Saved entries:
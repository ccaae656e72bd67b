use tracing::debug;

use crate::error::{GameError, GameResult};
use crate::types::{Attribute, AttributeSnapshot, HintVector};

/// Signed relative deviation of `guessed` from `secret` for every attribute
/// known on both sides. Pure and deterministic.
///
/// A secret value of zero, a negative value, or a non-finite value cannot serve
/// as a denominator and fails with `InvalidAttribute`. A guessed value that is
/// negative or non-finite is treated as unknown.
pub fn compare(secret: &AttributeSnapshot, guessed: &AttributeSnapshot) -> GameResult<HintVector> {
    let mut hints = HintVector::default();

    for attribute in Attribute::ALL {
        let (Some(secret_value), Some(guess_value)) = (secret.get(attribute), guessed.get(attribute)) else {
            continue;
        };

        check_secret_value(attribute, secret_value)?;

        if !guess_value.is_finite() || guess_value < 0.0 {
            debug!(%attribute, guess_value, "Ignoring unusable guessed attribute");
            continue;
        }

        hints.insert(attribute, (guess_value - secret_value) / secret_value);
    }

    Ok(hints)
}

fn check_secret_value(attribute: Attribute, value: f64) -> GameResult<()> {
    let reason = if !value.is_finite() {
        "secret value is not finite"
    } else if value < 0.0 {
        "secret value is negative"
    } else if value == 0.0 {
        "secret value is zero"
    } else {
        return Ok(());
    };
    Err(GameError::InvalidAttribute { attribute, reason: reason.to_string() })
}

#[cfg(test)]
mod tests {
    use super::*;

    fn snap(price: f64, high: f64, low: f64, vol: f64, cap: f64) -> AttributeSnapshot {
        AttributeSnapshot {
            price: Some(price),
            day_high: Some(high),
            day_low: Some(low),
            avg_volume: Some(vol),
            market_cap: Some(cap),
        }
    }

    #[test]
    fn relative_deviation_per_attribute() {
        let secret = snap(100.0, 105.0, 95.0, 1_000_000.0, 2.0e12);
        let guess = snap(110.0, 105.0, 76.0, 1_500_000.0, 1.0e12);
        let hints = compare(&secret, &guess).unwrap();

        assert!((hints.get(Attribute::Price).unwrap() - 0.10).abs() < 1e-12);
        assert_eq!(hints.get(Attribute::DayHigh), Some(0.0));
        assert!((hints.get(Attribute::DayLow).unwrap() + 0.20).abs() < 1e-12);
        assert!((hints.get(Attribute::AvgVolume).unwrap() - 0.5).abs() < 1e-12);
        assert!((hints.get(Attribute::MarketCap).unwrap() + 0.5).abs() < 1e-12);
    }

    #[test]
    fn unknown_on_either_side_is_absent_not_zero() {
        let mut secret = snap(100.0, 105.0, 95.0, 1_000.0, 5_000.0);
        secret.avg_volume = None;
        let mut guess = snap(100.0, 105.0, 95.0, 1_000.0, 5_000.0);
        guess.market_cap = None;

        let hints = compare(&secret, &guess).unwrap();
        assert_eq!(hints.len(), 3);
        assert_eq!(hints.get(Attribute::AvgVolume), None);
        assert_eq!(hints.get(Attribute::MarketCap), None);
        assert_eq!(hints.get(Attribute::Price), Some(0.0));
    }

    #[test]
    fn zero_secret_is_invalid_attribute() {
        let secret = snap(0.0, 1.0, 1.0, 1.0, 1.0);
        let guess = snap(10.0, 1.0, 1.0, 1.0, 1.0);
        let err = compare(&secret, &guess).unwrap_err();
        assert!(matches!(err, GameError::InvalidAttribute { attribute: Attribute::Price, .. }));
    }

    #[test]
    fn zero_secret_with_unknown_guess_is_fine() {
        let secret = snap(0.0, 1.0, 1.0, 1.0, 1.0);
        let guess = AttributeSnapshot { day_high: Some(2.0), ..Default::default() };
        let hints = compare(&secret, &guess).unwrap();
        assert_eq!(hints.get(Attribute::DayHigh), Some(1.0));
        assert_eq!(hints.len(), 1);
    }

    #[test]
    fn non_finite_secret_is_invalid_attribute() {
        let secret = snap(100.0, f64::NAN, 1.0, 1.0, 1.0);
        let guess = snap(100.0, 1.0, 1.0, 1.0, 1.0);
        assert!(matches!(
            compare(&secret, &guess),
            Err(GameError::InvalidAttribute { attribute: Attribute::DayHigh, .. })
        ));
    }

    #[test]
    fn unusable_guess_value_is_unknown() {
        let secret = snap(100.0, 1.0, 1.0, 1.0, 1.0);
        let guess = snap(f64::INFINITY, 1.0, -3.0, 1.0, 1.0);
        let hints = compare(&secret, &guess).unwrap();
        assert_eq!(hints.get(Attribute::Price), None);
        assert_eq!(hints.get(Attribute::DayLow), None);
        assert_eq!(hints.len(), 3);
    }

    #[test]
    fn swapping_sides_negates_sign() {
        let pairs = [
            (snap(100.0, 120.0, 80.0, 5e6, 3e11), snap(90.0, 130.0, 80.0, 7e6, 1e11)),
            (snap(1.5, 1.7, 1.2, 10.0, 2e8), snap(250.0, 251.0, 0.9, 9.0, 2e8)),
        ];
        for (a, b) in pairs {
            let forward = compare(&a, &b).unwrap();
            let backward = compare(&b, &a).unwrap();
            for attribute in Attribute::ALL {
                let f = forward.get(attribute).unwrap();
                let r = backward.get(attribute).unwrap();
                if f == 0.0 {
                    assert_eq!(r, 0.0, "{attribute}");
                } else {
                    assert_eq!(f > 0.0, r < 0.0, "{attribute}: {f} vs {r}");
                }
            }
        }
    }

    #[test]
    fn deterministic() {
        let a = snap(12.0, 13.0, 11.0, 100.0, 1000.0);
        let b = snap(14.0, 12.0, 11.5, 80.0, 900.0);
        assert_eq!(compare(&a, &b).unwrap(), compare(&a, &b).unwrap());
    }
}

**EXERCISE REQUIREMENTS:**
Having looked over the entries above, reproduce all of them exactly.

**OUTPUT OF THE TASK:**
repository ccaae656e72bd67b
use tracing::debug;

use crate::error::{GameError, GameResult};
use crate::types::{Attribute, AttributeSnapshot, HintVector};

/// Signed relative deviation of `guessed` from `secret` for every attribute
/// known on both sides. Pure and deterministic.
///
/// A secret value of zero, a negative value, or a non-finite value cannot serve
/// as a denominator and fails with `InvalidAttribute`. A guessed value that is
/// negative or non-finite is treated as unknown.
pub fn compare(secret: &AttributeSnapshot, guessed: &AttributeSnapshot) -> GameResult<HintVector> {
    let mut hints = HintVector::default();

    for attribute in Attribute::ALL {
        let (Some(secret_value), Some(guess_value)) = (secret.get(attribute), guessed.get(attribute)) else {
            continue;
        };

        check_secret_value(attribute, secret_value)?;

        if !guess_value.is_finite() || guess_value < 0.0 {
            debug!(%attribute, guess_value, "Ignoring unusable guessed attribute");
            continue;
        }

        hints.insert(attribute, (guess_value - secret_value) / secret_value);
    }

    Ok(hints)
}

fn check_secret_value(attribute: Attribute, value: f64) -> GameResult<()> {
    let reason = if !value.is_finite() {
        "secret value is not finite"
    } else if value < 0.0 {
        "secret value is negative"
    } else if value == 0.0 {
        "secret value is zero"
    } else {
        return Ok(());
    };
    Err(GameError::InvalidAttribute { attribute, reason: reason.to_string() })
}

#[cfg(test)]
mod tests {
    use super::*;

    fn snap(price: f64, high: f64, low: f64, vol: f64, cap: f64) -> AttributeSnapshot {
        AttributeSnapshot {
            price: Some(price),
            day_high: Some(high),
            day_low: Some(low),
            avg_volume: Some(vol),
            market_cap: Some(cap),
        }
    }

    #[test]
    fn relative_deviation_per_attribute() {
        let secret = snap(100.0, 105.0, 95.0, 1_000_000.0, 2.0e12);
        let guess = snap(110.0, 105.0, 76.0, 1_500_000.0, 1.0e12);
        let hints = compare(&secret, &guess).unwrap();

        assert!((hints.get(Attribute::Price).unwrap() - 0.10).abs() < 1e-12);
        assert_eq!(hints.get(Attribute::DayHigh), Some(0.0));
        assert!((hints.get(Attribute::DayLow).unwrap() + 0.20).abs() < 1e-12);
        assert!((hints.get(Attribute::AvgVolume).unwrap() - 0.5).abs() < 1e-12);
        assert!((hints.get(Attribute::MarketCap).unwrap() + 0.5).abs() < 1e-12);
    }

    #[test]
    fn unknown_on_either_side_is_absent_not_zero() {
        let mut secret = snap(100.0, 105.0, 95.0, 1_000.0, 5_000.0);
        secret.avg_volume = None;
        let mut guess = snap(100.0, 105.0, 95.0, 1_000.0, 5_000.0);
        guess.market_cap = None;

        let hints = compare(&secret, &guess).unwrap();
        assert_eq!(hints.len(), 3);
        assert_eq!(hints.get(Attribute::AvgVolume), None);
        assert_eq!(hints.get(Attribute::MarketCap), None);
        assert_eq!(hints.get(Attribute::Price), Some(0.0));
    }

    #[test]
    fn zero_secret_is_invalid_attribute() {
        let secret = snap(0.0, 1.0, 1.0, 1.0, 1.0);
        let guess = snap(10.0, 1.0, 1.0, 1.0, 1.0);
        let err = compare(&secret, &guess).unwrap_err();
        assert!(matches!(err, GameError::InvalidAttribute { attribute: Attribute::Price, .. }));
    }

    #[test]
    fn zero_secret_with_unknown_guess_is_fine() {
        let secret = snap(0.0, 1.0, 1.0, 1.0, 1.0);
        let guess = AttributeSnapshot { day_high: Some(2.0), ..Default::default() };
        let hints = compare(&secret, &guess).unwrap();
        assert_eq!(hints.get(Attribute::DayHigh), Some(1.0));
        assert_eq!(hints.len(), 1);
    }

    #[test]
    fn non_finite_secret_is_invalid_attribute() {
        let secret = snap(100.0, f64::NAN, 1.0, 1.0, 1.0);
        let guess = snap(100.0, 1.0, 1.0, 1.0, 1.0);
        assert!(matches!(
            compare(&secret, &guess),
            Err(GameError::InvalidAttribute { attribute: Attribute::DayHigh, .. })
        ));
    }

    #[test]
    fn unusable_guess_value_is_unknown() {
        let secret = snap(100.0, 1.0, 1.0, 1.0, 1.0);
        let guess = snap(f64::INFINITY, 1.0, -3.0, 1.0, 1.0);
        let hints = compare(&secret, &guess).unwrap();
        assert_eq!(hints.get(Attribute::Price), None);
        assert_eq!(hints.get(Attribute::DayLow), None);
        assert_eq!(hints.len(), 3);
    }

    #[test]
    fn swapping_sides_negates_sign() {
        let pairs = [
            (snap(100.0, 120.0, 80.0, 5e6, 3e11), snap(90.0, 130.0, 80.0, 7e6, 1e11)),
            (snap(1.5, 1.7, 1.2, 10.0, 2e8), snap(250.0, 251.0, 0.9, 9.0, 2e8)),
        ];
        for (a, b) in pairs {
            let forward = compare(&a, &b).unwrap();
            let backward = compare(&b, &a).unwrap();
            for attribute in Attribute::ALL {
                let f = forward.get(attribute).unwrap();
                let r = backward.get(attribute).unwrap();
                if f == 0.0 {
                    assert_eq!(r, 0.0, "{attribute}");
                } else {
                    assert_eq!(f > 0.0, r < 0.0, "{attribute}: {f} vs {r}");
                }
            }
        }
    }

    #[test]
    fn deterministic() {
        let a = snap(12.0, 13.0, 11.0, 100.0, 1000.0);
        let b = snap(14.0, 12.0, 11.5, 80.0, 900.0);
        assert_eq!(compare(&a, &b).unwrap(), compare(&a, &b).unwrap());
    }
}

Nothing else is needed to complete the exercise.